Nessun rilievo assume al riguardo la circostanza che il richiedente l’adozione non sia coniugato per il nostro ordinamento con il padre biologico del bambino di cui chiede l’adozione: la lettera d) dell’art. 44 non prevede il vincolo coniugale come presupposto, e nel nostro ordinamento non c’è un esplicito divieto alla persona single di adottare, indipendentemente dal suo orientamento sessuale.

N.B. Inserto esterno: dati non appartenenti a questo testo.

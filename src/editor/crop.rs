use crate::fit::FitMetrics;
use crate::geometry::{ScreenPoint, ScreenRect, ScreenSize};
use crate::normalized::{NormalizedRect, MIN_EXTENT};
use crate::source::SourceImage;

use super::listeners::{Listeners, SubscriptionId};
use super::CursorHint;

/// Manhattan distance in pixels within which a corner handle is grabbed.
pub const HANDLE_TOLERANCE_PX: f64 = 15.0;
/// Margin of the crop rectangle a freshly loaded image starts with.
pub const DEFAULT_INSET: f64 = 0.05;
/// Pixels kept free around the fitted image.
pub const CROP_VIEWPORT_PADDING: f64 = 4.0;

#[derive(Debug, Clone, Copy, PartialEq, Eq)]
pub enum Corner {
    TopLeft,
    TopRight,
    BottomLeft,
    BottomRight,
}

impl Corner {
    /// Hit-test order: earlier corners win when handles overlap.
    pub const ALL: [Corner; 4] = [
        Self::TopLeft,
        Self::TopRight,
        Self::BottomLeft,
        Self::BottomRight,
    ];

    const fn moves_left(self) -> bool {
        matches!(self, Self::TopLeft | Self::BottomLeft)
    }

    const fn moves_top(self) -> bool {
        matches!(self, Self::TopLeft | Self::TopRight)
    }

    fn point_of(self, rect: &ScreenRect) -> ScreenPoint {
        match self {
            Self::TopLeft => rect.top_left(),
            Self::TopRight => rect.top_right(),
            Self::BottomLeft => rect.bottom_left(),
            Self::BottomRight => rect.bottom_right(),
        }
    }
}

#[derive(Debug, Clone, Copy, PartialEq, Eq)]
pub enum CropHandle {
    Corner(Corner),
    Body,
}

impl CropHandle {
    pub const fn cursor(self) -> CursorHint {
        match self {
            Self::Corner(Corner::TopLeft | Corner::BottomRight) => CursorHint::NwseResize,
            Self::Corner(Corner::TopRight | Corner::BottomLeft) => CursorHint::NeswResize,
            Self::Body => CursorHint::Move,
        }
    }
}

/// Aspect lock applied to corner drags.
#[derive(Debug, Clone, Copy, PartialEq, Eq, Default)]
pub enum CropAspect {
    #[default]
    Free,
    /// Width to height in image pixels.
    Ratio(u32, u32),
    /// The full image's own aspect.
    Original,
}

impl CropAspect {
    pub fn label(self) -> String {
        match self {
            Self::Free => "Free".to_string(),
            Self::Ratio(w, h) => format!("{w}:{h}"),
            Self::Original => "Original".to_string(),
        }
    }

    /// Ratio expressed in normalized units of `image`, so that a normalized
    /// `width / height` equal to it has the requested pixel aspect.
    pub fn normalized_ratio(self, image: SourceImage) -> Option<f64> {
        let pixel_ratio = match self {
            Self::Free => return None,
            Self::Ratio(_, 0) | Self::Ratio(0, _) => return None,
            Self::Ratio(w, h) => f64::from(w) / f64::from(h),
            Self::Original => image.aspect(),
        };
        Some(pixel_ratio / image.aspect())
    }
}

#[derive(Debug, Clone, Copy, PartialEq)]
enum CropDrag {
    Idle,
    Resizing {
        corner: Corner,
        origin: NormalizedRect,
        start: ScreenPoint,
    },
    Moving {
        origin: NormalizedRect,
        start: ScreenPoint,
    },
}

/// Crop rectangle editor over a displayed source image.
#[derive(Debug)]
pub struct CropSelector {
    image: Option<SourceImage>,
    rect: NormalizedRect,
    viewport: ScreenSize,
    metrics: Option<FitMetrics>,
    aspect: CropAspect,
    drag: CropDrag,
    listeners: Listeners<NormalizedRect>,
}

impl Default for CropSelector {
    fn default() -> Self {
        Self::new()
    }
}

impl CropSelector {
    pub fn new() -> Self {
        Self {
            image: None,
            rect: NormalizedRect::inset(DEFAULT_INSET),
            viewport: ScreenSize::default(),
            metrics: None,
            aspect: CropAspect::Free,
            drag: CropDrag::Idle,
            listeners: Listeners::default(),
        }
    }

    pub fn rect(&self) -> NormalizedRect {
        self.rect
    }

    pub fn image(&self) -> Option<SourceImage> {
        self.image
    }

    pub fn aspect(&self) -> CropAspect {
        self.aspect
    }

    pub fn metrics(&self) -> Option<FitMetrics> {
        self.metrics
    }

    pub fn is_dragging(&self) -> bool {
        !matches!(self.drag, CropDrag::Idle)
    }

    pub fn subscribe<F>(&mut self, callback: F) -> SubscriptionId
    where
        F: FnMut(&NormalizedRect) + 'static,
    {
        self.listeners.subscribe(callback)
    }

    pub fn unsubscribe(&mut self, id: SubscriptionId) -> bool {
        self.listeners.unsubscribe(id)
    }

    /// Loads a new image and resets the selection to the default inset.
    pub fn set_image(&mut self, image: SourceImage) {
        self.image = Some(image);
        self.rect = NormalizedRect::inset(DEFAULT_INSET);
        self.drag = CropDrag::Idle;
        self.refit();
        if let Some(ratio) = self.aspect.normalized_ratio(image) {
            self.rect = conform_centered(self.rect, ratio);
        }
        tracing::debug!(
            width = image.width,
            height = image.height,
            "crop selector image set"
        );
    }

    pub fn clear_image(&mut self) {
        self.image = None;
        self.rect = NormalizedRect::inset(DEFAULT_INSET);
        self.drag = CropDrag::Idle;
        self.metrics = None;
    }

    pub fn set_viewport(&mut self, viewport: ScreenSize) {
        self.viewport = viewport;
        self.refit();
    }

    /// Changes the aspect lock and conforms the current selection to it.
    ///
    /// Returns the new rectangle when the selection changed.
    pub fn set_aspect(&mut self, aspect: CropAspect) -> Option<NormalizedRect> {
        self.aspect = aspect;
        let ratio = self.image.and_then(|image| aspect.normalized_ratio(image))?;
        let next = conform_centered(self.rect, ratio);
        if next == self.rect {
            return None;
        }
        self.commit(next);
        Some(next)
    }

    fn refit(&mut self) {
        self.metrics = self.image.and_then(|image| {
            FitMetrics::compute(
                self.viewport,
                self.viewport.inset(CROP_VIEWPORT_PADDING),
                f64::from(image.width),
                f64::from(image.height),
            )
        });
    }

    /// On-screen rectangle of the displayed image.
    pub fn image_rect(&self) -> Option<ScreenRect> {
        self.metrics.map(|metrics| metrics.content)
    }

    /// On-screen rectangle of a normalized selection.
    pub fn to_screen_rect(&self, rect: NormalizedRect) -> Option<ScreenRect> {
        let image = self.image_rect()?;
        Some(ScreenRect::new(
            image.x + rect.x() * image.width,
            image.y + rect.y() * image.height,
            rect.width() * image.width,
            rect.height() * image.height,
        ))
    }

    pub fn normalized_to_screen(&self, x: f64, y: f64) -> Option<ScreenPoint> {
        let image = self.image_rect()?;
        Some(ScreenPoint::new(
            image.x + x * image.width,
            image.y + y * image.height,
        ))
    }

    /// Pointer position as image fractions; values outside `[0, 1]` are kept.
    pub fn screen_to_normalized(&self, point: ScreenPoint) -> Option<(f64, f64)> {
        let image = self.image_rect()?;
        Some((
            (point.x - image.x) / image.width,
            (point.y - image.y) / image.height,
        ))
    }

    pub fn handle_at(&self, point: ScreenPoint) -> Option<CropHandle> {
        let rect = self.to_screen_rect(self.rect)?;
        Corner::ALL
            .into_iter()
            .find(|corner| corner.point_of(&rect).manhattan_distance(point) < HANDLE_TOLERANCE_PX)
            .map(CropHandle::Corner)
            .or_else(|| rect.contains(point).then_some(CropHandle::Body))
    }

    pub fn cursor_at(&self, point: ScreenPoint) -> CursorHint {
        match self.drag {
            CropDrag::Resizing { corner, .. } => CropHandle::Corner(corner).cursor(),
            CropDrag::Moving { .. } => CursorHint::Move,
            CropDrag::Idle => self
                .handle_at(point)
                .map_or(CursorHint::Default, CropHandle::cursor),
        }
    }

    /// Starts a drag when `point` hits a handle.
    pub fn pointer_press(&mut self, point: ScreenPoint) -> Option<CropHandle> {
        let handle = self.handle_at(point)?;
        self.drag = match handle {
            CropHandle::Corner(corner) => CropDrag::Resizing {
                corner,
                origin: self.rect,
                start: point,
            },
            CropHandle::Body => CropDrag::Moving {
                origin: self.rect,
                start: point,
            },
        };
        tracing::debug!(?handle, "crop drag started");
        Some(handle)
    }

    /// Applies the drag for the current pointer position and emits the result.
    ///
    /// Returns `None` when idle or when the step would break the aspect lock
    /// below the minimum size.
    pub fn pointer_move(&mut self, point: ScreenPoint) -> Option<NormalizedRect> {
        let image = self.image_rect()?;
        let (origin, start) = match self.drag {
            CropDrag::Idle => return None,
            CropDrag::Resizing { origin, start, .. } | CropDrag::Moving { origin, start } => {
                (origin, start)
            }
        };
        let dx = (point.x - start.x) / image.width;
        let dy = (point.y - start.y) / image.height;
        let next = match self.drag {
            CropDrag::Resizing { corner, .. } => {
                let ratio = self
                    .image
                    .and_then(|image| self.aspect.normalized_ratio(image));
                resized_from_corner(origin, corner, dx, dy, ratio)?
            }
            _ => origin.translated(dx, dy),
        };
        self.commit(next);
        Some(next)
    }

    /// Ends the drag; returns whether one was in progress.
    pub fn pointer_release(&mut self) -> bool {
        let was_dragging = self.is_dragging();
        self.drag = CropDrag::Idle;
        if was_dragging {
            tracing::debug!(rect = ?self.rect, "crop drag finished");
        }
        was_dragging
    }

    fn commit(&mut self, rect: NormalizedRect) {
        self.rect = rect;
        self.listeners.emit(&rect);
    }
}

/// Moves the corner's two edges by `(dx, dy)` keeping the opposite corner fixed.
fn resized_from_corner(
    origin: NormalizedRect,
    corner: Corner,
    dx: f64,
    dy: f64,
    ratio: Option<f64>,
) -> Option<NormalizedRect> {
    let (left, right) = if corner.moves_left() {
        resize_axis(origin.right(), origin.x() + dx, true)
    } else {
        resize_axis(origin.x(), origin.right() + dx, false)
    };
    let (top, bottom) = if corner.moves_top() {
        resize_axis(origin.bottom(), origin.y() + dy, true)
    } else {
        resize_axis(origin.y(), origin.bottom() + dy, false)
    };

    let Some(ratio) = ratio else {
        return Some(NormalizedRect::from_edges(left, top, right, bottom));
    };
    let (width, height) = fit_ratio(right - left, bottom - top, ratio);
    if width < MIN_EXTENT || height < MIN_EXTENT {
        return None;
    }
    let x = if corner.moves_left() {
        right - width
    } else {
        left
    };
    let y = if corner.moves_top() {
        bottom - height
    } else {
        top
    };
    Some(NormalizedRect::new(x, y, width, height))
}

/// Returns `(low, high)` with the moving edge kept inside `[0, 1]` and at
/// least [`MIN_EXTENT`] away from the anchor.
fn resize_axis(anchor: f64, moving: f64, moving_is_low: bool) -> (f64, f64) {
    if moving_is_low {
        (moving.min(anchor - MIN_EXTENT).max(0.0), anchor)
    } else {
        (anchor, moving.max(anchor + MIN_EXTENT).min(1.0))
    }
}

/// Largest `width / height == ratio` box inside the given extents.
fn fit_ratio(width: f64, height: f64, ratio: f64) -> (f64, f64) {
    if width / height > ratio {
        (height * ratio, height)
    } else {
        (width, width / ratio)
    }
}

fn conform_centered(rect: NormalizedRect, ratio: f64) -> NormalizedRect {
    let (width, height) = fit_ratio(rect.width(), rect.height(), ratio);
    NormalizedRect::new(
        rect.x() + (rect.width() - width) / 2.0,
        rect.y() + (rect.height() - height) / 2.0,
        width,
        height,
    )
}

Osserva il collegio come diversi giudici abbiano ritenuto di applicare l’adozione in casi particolari anche ai conviventi di fatto (Trib. minorenni Milano 626/2007; C. app. Firenze 1274/2012), ed operare una distinzione tra conviventi eterosessuali ed omosessuali sia contrario ai principi costituzionali, oltre che ai principi della Convenzione Europea sui diritti dell’Uomo, art. 8 e 14, più volte ribaditi dalle pronunce della Corte Europea dei Diritti Umani.
Dunque, nel caso di impossibilità di affidamento preadottivo, non va indagata la sussistenza dello stato di abbandono del minore, ma la decisione del Tribunale dei minori dev’essere fondata sul “riscontro dell’idoneità dell’adottante, valutabile discrezionalmente dal giudice sulla base dell’esclusivo interesse del minore“: non si tratta di rispondere all’esigenza di riconoscimento di una bigenitorialità non ancora consentita dalla legge, ma il Giudice è chiamato valutare il legame esistente tra il minore e l’adottando considerato autonomamente, e non con riferimento alla relazione con il genitore biologico del minore, “escludendo alcuna sovrapposizione del rapporto che lega le due figure adulte con quello di tipo filiale del ricorrente con il minore, riconoscendo ad esso un contenuto di diritti/doveridi fatto già sussistenti ed attuati“.
E nel caso in esame, dopo aver svolto approfondite indagini mediante i Servizi sociali sul nucleo familiare, sulla relazione di coppia e sulla relazione coppia-bambino, il Tribunale ha ritenuto rispondente all’interesse del minore essere adottato dal ricorrente.